His ECG is good, no ectopy, not tachy or anything.  He’s oxygenating well, and starting to hold a conversation with the police officer.  I try not to interrupt too much, the cop is asking good questions, and I’m more watching his level of response than anything else.  He is concerned about the cuffs, and the cop tells him that they can come off at the hospital.  We basically monitor him on the way, and don’t do much else.

Arriving at the hospital, we get him transferred quickly, and the officer loosens the cuffs after a clear explanation of the consequences of acting out once they are off.  I give report to the nurse, and she gives me a quizzical look.  He may or may not have fallen in the shower, he says he was attacked, but everyone says that is not possible.  He was certainly not responding well on scene, but recovered quickly in the unit.  He was battling his whole family, but is now calm and cooperative.  His vitals are good, and everything is stable.  I’ve got a line, cause that is what we do, and here you go, best of luck, gotta go, see you with the next one.  

In the report room, we compare guesses and notes.  Drugs, always a popular choice, but wow, that wore off kinda fast with no intervention, and they say he didn’t have any there.  That could be a fabrication, or perhaps it was a flashback.  Seizure of some sort, postictal when we got there, awake now, but that does not quite fit either.  Low sugar, no diabetes, and the number was okay.  Actually fell in the shower?  Possible, but that does not explain the rest.  Actually attacked?  Possible, but again why the incoherence?  Psych issue, again, a popular choice always, but who knows.  Was it an act in the house, looking to get out for whatever reason, domestic issue etc, and then the ‘wake up’ was just dropping the act now that he was out?  Again, fits well, but we don’t know.

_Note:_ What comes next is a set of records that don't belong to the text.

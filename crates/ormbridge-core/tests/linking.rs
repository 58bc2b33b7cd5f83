//! Integration tests for cross-model linking.

use std::collections::BTreeMap;
use std::sync::Arc;

use ormbridge_core::proto::{FieldDescriptor, RelationKind};
use ormbridge_core::{
    BridgedModel, DefaultTranslator, FieldTranslator, FieldType, LinkState, PlannedAttachment,
    ReverseLink,
};

/// Remote schema of a small sales setup.
fn remote_schema() -> BTreeMap<&'static str, Vec<FieldDescriptor>> {
    let mut schema = BTreeMap::new();
    schema.insert(
        "res.partner",
        vec![
            FieldDescriptor::new("name", "char").required(),
            FieldDescriptor::many_to_one("parent_id", "res.partner"),
            FieldDescriptor::one_to_many("sale_order_ids", "sale.order", "partner_id"),
        ],
    );
    schema.insert(
        "sale.order",
        vec![
            FieldDescriptor::new("name", "char"),
            FieldDescriptor::many_to_one("partner_id", "res.partner"),
            FieldDescriptor::new("follower_ids", "many2many").with_relation("res.partner"),
            FieldDescriptor::one_to_many("order_line", "sale.order.line", "order_id"),
        ],
    );
    schema.insert(
        "sale.order.line",
        vec![
            FieldDescriptor::new("price_unit", "float"),
            FieldDescriptor::many_to_one("order_id", "sale.order"),
            FieldDescriptor::new("tax_ids", "reference"),
        ],
    );
    schema
}

/// Finalize the models in `order`, replaying links the way the bridge does.
fn link_in_order(order: &[&str]) -> (BTreeMap<String, Arc<BridgedModel>>, LinkState) {
    let schema = remote_schema();
    let mut state = LinkState::new();
    let mut models = BTreeMap::new();

    for remote in order {
        let model = BridgedModel::builder(*remote, *remote).build();
        state.register(remote, model.clone()).unwrap();
        let mut plan = Vec::new();
        for descriptor in &schema[remote] {
            let mut descriptor = descriptor.clone();
            descriptor.annotate(&descriptor.name.clone(), remote);
            let spec = DefaultTranslator.translate(&descriptor);
            state
                .attach_or_defer(remote, descriptor, spec, &mut plan)
                .unwrap();
        }
        state.resolve_deferred(remote, &mut plan).unwrap();
        plan.into_iter().for_each(PlannedAttachment::apply);
        models.insert(remote.to_string(), model);
    }

    (models, state)
}

fn shape(models: &BTreeMap<String, Arc<BridgedModel>>) -> Vec<(String, Vec<String>, Vec<ReverseLink>)> {
    models
        .iter()
        .map(|(id, model)| {
            let mut fields: Vec<String> = model.fields().into_iter().map(|f| f.name).collect();
            fields.sort();
            let mut links = model.reverse_links();
            links.sort_by(|a, b| (&a.from_model, &a.field).cmp(&(&b.from_model, &b.field)));
            (id.clone(), fields, links)
        })
        .collect()
}

#[test]
fn test_final_shape_is_order_independent() {
    let orders: [[&str; 3]; 6] = [
        ["res.partner", "sale.order", "sale.order.line"],
        ["res.partner", "sale.order.line", "sale.order"],
        ["sale.order", "res.partner", "sale.order.line"],
        ["sale.order", "sale.order.line", "res.partner"],
        ["sale.order.line", "res.partner", "sale.order"],
        ["sale.order.line", "sale.order", "res.partner"],
    ];

    let (models, state) = link_in_order(&orders[0]);
    assert!(state.deferred().is_empty());
    let reference = shape(&models);

    for order in &orders[1..] {
        let (models, state) = link_in_order(order);
        assert!(state.deferred().is_empty(), "order {:?}", order);
        assert_eq!(shape(&models), reference, "order {:?}", order);
    }
}

#[test]
fn test_many_to_one_declared_before_target() {
    // sale.order finalizes first and points at res.partner.
    let (models, state) = link_in_order(&["sale.order", "res.partner"]);

    let order = &models["sale.order"];
    let partner = &models["res.partner"];

    assert!(order.has_field("partner_id"));
    assert_eq!(
        order.field("follower_ids").unwrap().field_type,
        FieldType::ManyToMany {
            model: "res.partner".into()
        }
    );
    // order_line still waits for sale.order.line.
    assert_eq!(state.deferred().targets(), vec!["sale.order.line"]);

    let from_order: Vec<ReverseLink> = partner
        .reverse_links()
        .into_iter()
        .filter(|l| l.from_model == "sale.order")
        .collect();
    assert_eq!(
        from_order,
        vec![
            ReverseLink {
                from_model: "sale.order".into(),
                field: "partner_id".into(),
                kind: RelationKind::ManyToOne,
            },
            ReverseLink {
                from_model: "sale.order".into(),
                field: "follower_ids".into(),
                kind: RelationKind::ManyToMany,
            },
        ]
    );
}

#[test]
fn test_skipped_fields_are_absent() {
    let (models, _) = link_in_order(&["sale.order.line", "sale.order", "res.partner"]);

    let line = &models["sale.order.line"];
    assert!(!line.has_field("tax_ids"));
    assert_eq!(line.field_count(), 2);
}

These calls are always interesting, and frustrating at the same time.  We never did get a diagnosis from the hospital, as usual, and will never know for sure.  No matter what the cause, it does make you appreciate the complexity of humans and the things, internal and external, that affect them.  That’s something they don’t cover in class though, the “Gee, I dunno, he’s sick and I brought him here” calls that make up a fair bit of our practice.  Or, maybe I missed that day.